When a vacant lot next to Doug Adams’ childhood home in Prince George’s County, Maryland came on the market in 2016, he jumped at the chance to buy it. 

“It was a unique property and I didn’t really have a plan when I bought it, but I decided I didn’t want to build a house on it,” says Adams. “In thinking about what else I could do that was productive, I decided I’d take a shot at growing food.”

Adams quickly developed a plan to host farmers in residence, grow specialty crops for local brewers and host events on the small quarter-acre property he named New Brooklyn Farms. He connected with Prince George’s Soil Conservation District and eventually received USDA funding to build a greenhouse on the property.

That’s when he hit a roadblock. “I was trying to do things correctly and went to get a permit for the greenhouse and was told, ‘You can’t build a greenhouse, it’s not inline with the code, and you can’t operate a farm business, the property isn’t zoned for that,'” says Adams.

Urban farms, like New Brooklyn Farms, have sprouted up in vacant lots across the country since at least the 1990s, when urban farming started to go through a renaissance. In the decades since, many communities have reaped the benefits of having farms in traditionally residential areas—including increased access to fresh foods, carbon sequestration and even workforce training and community building—but many zoning laws haven’t kept up with the increased demand for urban farming. 

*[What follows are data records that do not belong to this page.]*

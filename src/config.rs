//! Configuration of decoders.

use crate::mode::Mode;


//------------ DecoderConfig -------------------------------------------------

/// The configuration of a decoder.
///
/// With the `serde` feature enabled, the configuration can be deserialized
/// as part of a server’s configuration file. Missing fields take their
/// default values.
#[derive(Clone, Copy, Debug, Eq, PartialEq)]
#[cfg_attr(
    feature = "serde",
    derive(serde::Deserialize),
    serde(default, rename_all = "kebab-case")
)]
pub struct DecoderConfig {
    /// The encoding rules to enforce.
    pub mode: Mode,

    /// The largest declared length of any single value.
    ///
    /// A value announcing more content than this is rejected as soon as its
    /// header has been read.
    pub max_length: usize,
}

impl DecoderConfig {
    /// The default for the maximum length: one mebibyte.
    pub const DEFAULT_MAX_LENGTH: usize = 1 << 20;

    /// Creates a configuration for the given mode with default limits.
    pub fn new(mode: Mode) -> Self {
        DecoderConfig { mode, max_length: Self::DEFAULT_MAX_LENGTH }
    }

    /// Returns the configuration with a different maximum length.
    pub fn with_max_length(self, max_length: usize) -> Self {
        DecoderConfig { max_length, ..self }
    }
}

impl Default for DecoderConfig {
    fn default() -> Self {
        Self::new(Mode::Ber)
    }
}


//============ Tests =========================================================

#[cfg(test)]
mod test {
    use super::*;

    #[test]
    fn defaults() {
        let config = DecoderConfig::default();
        assert_eq!(config.mode, Mode::Ber);
        assert_eq!(config.max_length, 1 << 20);
        assert_eq!(
            DecoderConfig::new(Mode::Der).with_max_length(10),
            DecoderConfig { mode: Mode::Der, max_length: 10 }
        );
    }
}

“Zoning initially was created to separate uses, to separate residential from agriculture, and it was all to promote public health and safety initially, but now I think people are beginning to see that it’s not really worked to further our communities,” says Lihlani Nelson, deputy director  at Center for Agriculture and Food Systems (CAFS) at Vermont Law and Graduate School, which helped to create the Healthy Food Policy Project.

Five years ago, CAFS, the Public Health Law Center (PHLC) and the Rudd Center for Food Policy and Health at the University of Connecticut came together to create a policy database to give local governments examples of policies that best work to increase access to healthy food. They quickly realized that zoning laws could have a significant impact on improving access to healthy food.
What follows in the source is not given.